What the exercise asks — When a line of the records below contains the string "impl", copy that whole line.

--------

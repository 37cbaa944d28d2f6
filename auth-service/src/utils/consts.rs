pub mod env {
    pub const JWT_SECRET_ENV_VAR: &str = "JWT_SECRET";
    pub const TOKEN_TTL_SECONDS_ENV_VAR: &str = "TOKEN_TTL_SECONDS";
    pub const AUTH_SERVICE_ADDR_ENV_VAR: &str = "AUTH_SERVICE_ADDR";
    pub const APP_SERVICE_URL_ENV_VAR: &str = "APP_SERVICE_URL";
    pub const SEED_DEMO_USER_ENV_VAR: &str = "SEED_DEMO_USER";
}

pub const DEFAULT_TOKEN_TTL_SECONDS: i64 = 3600;
pub const DEFAULT_AUTH_SERVICE_ADDR: &str = "0.0.0.0:3000";
pub const DEFAULT_APP_SERVICE_URL: &str = "http://localhost:3001";

pub mod demo_user {
    pub const USERNAME: &str = "testuser";
    pub const EMAIL: &str = "test@example.com";
    pub const PASSWORD: &str = "password";
}
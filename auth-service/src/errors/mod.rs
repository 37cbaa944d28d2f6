mod login;
mod register;
mod session_guard;
mod verify_token;

pub use login::*;
pub use register::*;
pub use session_guard::*;
pub use verify_token::*;
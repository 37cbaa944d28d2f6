use std::fmt;

use argon2::password_hash::{rand_core::OsRng, SaltString};
use argon2::{Algorithm, Argon2, Params, PasswordHasher, PasswordVerifier, Version};
use thiserror::Error;

/// A plaintext password as submitted by the user. Never logged.
#[derive(Clone, PartialEq)]
pub struct Password(String);

impl Password {
    pub fn parse(password: String) -> Result<Password, String> {
        if password.is_empty() {
            return Err("Password must not be empty".to_owned());
        }
        Ok(Password(password))
    }
}

impl AsRef<str> for Password {
    fn as_ref(&self) -> &str {
        &self.0
    }
}

impl fmt::Debug for Password {
    fn fmt(&self, f: &mut fmt::Formatter<'_>) -> fmt::Result {
        f.write_str("Password(..)")
    }
}

#[derive(Error, Debug)]
pub enum PasswordHashError {
    #[error("failed to hash or parse password hash")]
    Hashing,

    #[error("password hashing task failed")]
    Task(#[from] tokio::task::JoinError),
}

/// Argon2id PHC string stored in place of the password.
#[derive(Clone, PartialEq)]
pub struct PasswordHash(String);

impl PasswordHash {
    /// Hashes on the blocking pool.
    pub async fn from_password(password: &Password) -> Result<Self, PasswordHashError> {
        let password = password.clone();
        tokio::task::spawn_blocking(move || {
            let params =
                Params::new(15000, 2, 1, None).map_err(|_| PasswordHashError::Hashing)?;
            let argon2 = Argon2::new(Algorithm::Argon2id, Version::V0x13, params);
            let salt = SaltString::generate(&mut OsRng);
            let hash = argon2
                .hash_password(password.as_ref().as_bytes(), &salt)
                .map_err(|_| PasswordHashError::Hashing)?
                .to_string();
            Ok(PasswordHash(hash))
        })
        .await?
    }

    /// Wraps an already computed PHC string.
    pub fn from_phc(hash: String) -> Self {
        PasswordHash(hash)
    }

    pub async fn verify(&self, password: &Password) -> Result<bool, PasswordHashError> {
        let hash = self.0.clone();
        let password = password.clone();
        tokio::task::spawn_blocking(move || {
            let parsed =
                argon2::PasswordHash::new(&hash).map_err(|_| PasswordHashError::Hashing)?;
            Ok(Argon2::default()
                .verify_password(password.as_ref().as_bytes(), &parsed)
                .is_ok())
        })
        .await?
    }
}

impl AsRef<str> for PasswordHash {
    fn as_ref(&self) -> &str {
        &self.0
    }
}

impl fmt::Debug for PasswordHash {
    fn fmt(&self, f: &mut fmt::Formatter<'_>) -> fmt::Result {
        f.write_str("PasswordHash(..)")
    }
}
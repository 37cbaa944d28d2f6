//! Wire contract shared by the identity authority (`auth-service`) and the
//! services that delegate token verification to it (`app-service`).

pub mod html;
pub mod identity_claims;
pub mod message;
pub mod token_extraction;
pub mod token_rejection;
pub mod verify_token_request;

pub use html::*;
pub use identity_claims::*;
pub use message::*;
pub use token_extraction::*;
pub use token_rejection::*;
pub use verify_token_request::*;
use thiserror::Error;

#[derive(Error, Debug, PartialEq)]
pub enum UserStoreError {
    #[error("user already exists")]
    UserAlreadyExists,

    #[error("user not found")]
    UserNotFound,

    #[error("unexpected store error")]
    UnexpectedError,
}
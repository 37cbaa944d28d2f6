use std::fmt;

use axum::body::{to_bytes, Body};
use axum::extract::{FromRequestParts, Query, Request};
use axum::http::header::{CONTENT_LENGTH, CONTENT_TYPE};
use axum::http::request::Parts;
use axum::http::HeaderMap;
use axum_extra::headers::authorization::Bearer;
use axum_extra::headers::Authorization;
use axum_extra::TypedHeader;
use serde::Deserialize;

// Upper bound on a form body buffered while looking for a token field.
const FORM_BODY_LIMIT: usize = 64 * 1024;

// Number of token characters that may appear in logs.
const LOGGED_PREFIX_LEN: usize = 8;

#[derive(Debug, Clone, Copy, PartialEq, Eq)]
pub enum TokenSource {
    Header,
    Query,
    Form,
}

impl fmt::Display for TokenSource {
    fn fmt(&self, f: &mut fmt::Formatter<'_>) -> fmt::Result {
        match self {
            TokenSource::Header => write!(f, "Authorization header"),
            TokenSource::Query => write!(f, "query"),
            TokenSource::Form => write!(f, "form"),
        }
    }
}

/// A bearer token pulled out of an inbound request.
///
/// `Debug` only ever shows the short prefix, so the value can sit inside
/// structs that get logged.
#[derive(Clone, PartialEq, Eq)]
pub struct ExtractedToken {
    pub value: String,
    pub source: TokenSource,
}

impl ExtractedToken {
    pub fn new(value: String, source: TokenSource) -> Self {
        Self { value, source }
    }

    pub fn prefix(&self) -> String {
        token_prefix(&self.value)
    }
}

impl fmt::Debug for ExtractedToken {
    fn fmt(&self, f: &mut fmt::Formatter<'_>) -> fmt::Result {
        f.debug_struct("ExtractedToken")
            .field("value", &format_args!("{}...", self.prefix()))
            .field("source", &self.source)
            .finish()
    }
}

/// First few characters of a token, for log correlation only.
pub fn token_prefix(token: &str) -> String {
    token.chars().take(LOGGED_PREFIX_LEN).collect()
}

#[derive(Deserialize)]
struct TokenParams {
    token: Option<String>,
}

/// Pulls the caller's token out of `request`.
///
/// Sources are tried in order: `Authorization: Bearer`, the `token` query
/// parameter, then the `token` field of a urlencoded form body. The first
/// non-empty value wins.
///
/// A form body is only read when its `Content-Length` is known and within
/// `FORM_BODY_LIMIT`; it is then put back, so the returned request can be
/// handed on unchanged. Larger or unsized bodies are passed through unread.
/// If reading a sized body fails mid-stream, it is replaced by an empty one.
pub async fn extract_token(request: Request) -> (Request, Option<ExtractedToken>) {
    let (mut parts, body) = request.into_parts();

    if let Some(value) = bearer_token(&mut parts).await {
        let token = ExtractedToken::new(value, TokenSource::Header);
        return (Request::from_parts(parts, body), Some(token));
    }

    if let Some(value) = query_token(&parts) {
        let token = ExtractedToken::new(value, TokenSource::Query);
        return (Request::from_parts(parts, body), Some(token));
    }

    if !is_form(&parts.headers) || !fits_form_limit(&parts.headers) {
        return (Request::from_parts(parts, body), None);
    }

    let bytes = match to_bytes(body, FORM_BODY_LIMIT).await {
        Ok(bytes) => bytes,
        Err(_) => return (Request::from_parts(parts, Body::empty()), None),
    };

    let token = serde_urlencoded::from_bytes::<TokenParams>(&bytes)
        .ok()
        .and_then(|params| non_empty(params.token))
        .map(|value| ExtractedToken::new(value, TokenSource::Form));

    (Request::from_parts(parts, Body::from(bytes)), token)
}

async fn bearer_token(parts: &mut Parts) -> Option<String> {
    let TypedHeader(Authorization(bearer)) =
        TypedHeader::<Authorization<Bearer>>::from_request_parts(parts, &())
            .await
            .ok()?;
    non_empty(Some(bearer.token().to_owned()))
}

fn query_token(parts: &Parts) -> Option<String> {
    let Query(params) = Query::<TokenParams>::try_from_uri(&parts.uri).ok()?;
    non_empty(params.token)
}

fn is_form(headers: &HeaderMap) -> bool {
    headers
        .get(CONTENT_TYPE)
        .and_then(|v| v.to_str().ok())
        .map(|v| v.starts_with("application/x-www-form-urlencoded"))
        .unwrap_or(false)
}

fn fits_form_limit(headers: &HeaderMap) -> bool {
    headers
        .get(CONTENT_LENGTH)
        .and_then(|v| v.to_str().ok())
        .and_then(|v| v.parse::<usize>().ok())
        .map(|len| len <= FORM_BODY_LIMIT)
        .unwrap_or(false)
}

fn non_empty(value: Option<String>) -> Option<String> {
    value
        .map(|v| v.trim().to_owned())
        .filter(|v| !v.is_empty())
}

--------

Output below —
impl Password {
impl AsRef<str> for Password {
impl fmt::Debug for Password {
impl PasswordHash {
impl AsRef<str> for PasswordHash {
impl fmt::Debug for PasswordHash {
impl fmt::Display for TokenSource {
impl ExtractedToken {
impl fmt::Debug for ExtractedToken {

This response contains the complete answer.